*Task objective*
Beginning with the first line of the data below, extract each line up to and including the one containing "fn submit(&mut self, _palette: &Palette)". Copy them exactly and add nothing.

[Stored items]
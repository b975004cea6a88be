//! Test doubles for the injected services.

use std::cell::RefCell;
use std::collections::HashMap;
use std::rc::Rc;

use crate::cel::{CelBank, CelImage, PicCel};
use crate::config::EngineConfig;
use crate::engine::{FrameOut, Services};
use crate::geometry::{Point, Rect};
use crate::renderer::{Clock, Display, Palette, PaletteService};
use crate::vm::{MemoryObjectStore, ObjectId, Selector};

/// Clock that only moves when told to; sleeping advances it.
#[derive(Debug, Default)]
pub struct ManualClock {
    pub now: u64,
    pub sleeps: Vec<u64>,
}

impl ManualClock {
    pub fn advance(&mut self, ms: u64) {
        self.now += ms;
    }
}

impl Clock for ManualClock {
    fn millis(&self) -> u64 {
        self.now
    }

    fn sleep(&mut self, ms: u64) {
        self.sleeps.push(ms);
        self.now += ms;
    }
}

/// Display that remembers what it was sent.
#[derive(Debug, Default)]
pub struct RecordingDisplay {
    /// `(x, y, w, h)` of every copied rectangle.
    pub blits: Vec<Rect>,
    pub painted: Vec<Vec<Rect>>,
    pub updates: usize,
}

impl Display for RecordingDisplay {
    fn copy_rect_to_screen(&mut self, buffer: &[u8], pitch: usize, x: i32, y: i32, w: i32, h: i32) {
        assert!(buffer.len() >= (h as usize - 1) * pitch + w as usize);
        self.blits.push(Rect::new(x, y, x + w, y + h));
    }

    fn update_screen(&mut self) {
        self.updates += 1;
    }

    fn begin_paint(&mut self, rects: &[Rect]) {
        self.painted.push(rects.to_vec());
    }
}

/// Palette that logs fades and answers remaps from a table.
#[derive(Debug, Default)]
pub struct RecordingPalette {
    /// `(percent, from, to)` of every `set_fade`.
    pub fades: Vec<(i16, u8, u8)>,
    pub remaps: HashMap<u8, u8>,
    pub remap_changed: bool,
    pub hardware_updates: usize,
}

impl PaletteService for RecordingPalette {
    fn set_fade(&mut self, percent: i16, from: u8, to: u8) {
        self.fades.push((percent, from, to));
    }

    fn submit(&mut self, _palette: &Palette) {}

    fn update_for_frame(&mut self) -> bool {
        std::mem::take(&mut self.remap_changed)
    }

    fn update_hardware(&mut self, _suppress_blit: bool) {
        self.hardware_updates += 1;
    }

    fn remap_count(&self) -> usize {
        self.remaps.len()
    }

    fn remap(&self, color: u8, _under: u8) -> Option<u8> {
        self.remaps.get(&color).copied()
    }
}

pub const VIEW: i32 = 100;
pub const REMAP_VIEW: i32 = 101;
pub const PICTURE: i32 = 200;

/// View 100: loop 0 holds a 10x10 cel of colour 5 and a 4x4 of colour 6.
/// View 101: one 10x10 cel of remap colour 20.
/// Picture 200: one full-screen cel of colour 3.
pub fn cel_bank() -> CelBank {
    let mut bank = CelBank::new();
    bank.insert_view(VIEW, vec![vec![CelImage::solid(10, 10, 5), CelImage::solid(4, 4, 6)]]);
    bank.insert_view(
        REMAP_VIEW,
        vec![vec![CelImage {
            remap: true,
            ..CelImage::solid(10, 10, 20)
        }]],
    );
    bank.insert_picture(
        PICTURE,
        vec![(
            PicCel {
                priority: 0,
                relative_position: Point::default(),
            },
            CelImage::solid(320, 200, 3),
        )],
    );
    bank
}

/// Compositor wired to recording services, throttling off.
pub struct Rig {
    pub frame: FrameOut,
    pub objects: MemoryObjectStore,
    pub display: Rc<RefCell<RecordingDisplay>>,
    pub palette: Rc<RefCell<RecordingPalette>>,
    pub clock: Rc<RefCell<ManualClock>>,
}

impl Rig {
    pub fn new() -> Self {
        Self::with_config(EngineConfig {
            throttle: false,
            ..EngineConfig::default()
        })
    }

    pub fn with_config(config: EngineConfig) -> Self {
        let display = Rc::new(RefCell::new(RecordingDisplay::default()));
        let palette = Rc::new(RefCell::new(RecordingPalette::default()));
        let clock = Rc::new(RefCell::new(ManualClock::default()));
        let frame = FrameOut::new(
            config,
            Services {
                cels: Box::new(cel_bank()),
                palette: Box::new(palette.clone()),
                display: Box::new(display.clone()),
                clock: Box::new(clock.clone()),
            },
        );
        Self {
            frame,
            objects: MemoryObjectStore::new(),
            display,
            palette,
            clock,
        }
    }

    /// Full-screen plane object with the given picture id.
    pub fn plane_object(&mut self, id: u32, priority: i32, picture: i32, back: i32) -> ObjectId {
        let object = ObjectId(id);
        self.objects.set(
            object,
            &[
                (Selector::Priority, priority),
                (Selector::Picture, picture),
                (Selector::Back, back),
                (Selector::InLeft, 0),
                (Selector::InTop, 0),
                (Selector::InRight, 319),
                (Selector::InBottom, 199),
            ],
        );
        object
    }

    /// View-100 item at `(x, y)` on `plane`.
    pub fn item_object(&mut self, id: u32, plane: ObjectId, x: i32, y: i32, cel: i32) -> ObjectId {
        let object = ObjectId(id);
        self.objects.set(
            object,
            &[
                (Selector::Plane, plane.0 as i32),
                (Selector::X, x),
                (Selector::Y, y),
                (Selector::View, VIEW),
                (Selector::Loop, 0),
                (Selector::Cel, cel),
            ],
        );
        object
    }
}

*Answer section*
repository b975004cea6a88be
//! Test doubles for the injected services.

use std::cell::RefCell;
use std::collections::HashMap;
use std::rc::Rc;

use crate::cel::{CelBank, CelImage, PicCel};
use crate::config::EngineConfig;
use crate::engine::{FrameOut, Services};
use crate::geometry::{Point, Rect};
use crate::renderer::{Clock, Display, Palette, PaletteService};
use crate::vm::{MemoryObjectStore, ObjectId, Selector};

/// Clock that only moves when told to; sleeping advances it.
#[derive(Debug, Default)]
pub struct ManualClock {
    pub now: u64,
    pub sleeps: Vec<u64>,
}

impl ManualClock {
    pub fn advance(&mut self, ms: u64) {
        self.now += ms;
    }
}

impl Clock for ManualClock {
    fn millis(&self) -> u64 {
        self.now
    }

    fn sleep(&mut self, ms: u64) {
        self.sleeps.push(ms);
        self.now += ms;
    }
}

/// Display that remembers what it was sent.
#[derive(Debug, Default)]
pub struct RecordingDisplay {
    /// `(x, y, w, h)` of every copied rectangle.
    pub blits: Vec<Rect>,
    pub painted: Vec<Vec<Rect>>,
    pub updates: usize,
}

impl Display for RecordingDisplay {
    fn copy_rect_to_screen(&mut self, buffer: &[u8], pitch: usize, x: i32, y: i32, w: i32, h: i32) {
        assert!(buffer.len() >= (h as usize - 1) * pitch + w as usize);
        self.blits.push(Rect::new(x, y, x + w, y + h));
    }

    fn update_screen(&mut self) {
        self.updates += 1;
    }

    fn begin_paint(&mut self, rects: &[Rect]) {
        self.painted.push(rects.to_vec());
    }
}

/// Palette that logs fades and answers remaps from a table.
#[derive(Debug, Default)]
pub struct RecordingPalette {
    /// `(percent, from, to)` of every `set_fade`.
    pub fades: Vec<(i16, u8, u8)>,
    pub remaps: HashMap<u8, u8>,
    pub remap_changed: bool,
    pub hardware_updates: usize,
}

impl PaletteService for RecordingPalette {
    fn set_fade(&mut self, percent: i16, from: u8, to: u8) {
        self.fades.push((percent, from, to));
    }

    fn submit(&mut self, _palette: &Palette) {}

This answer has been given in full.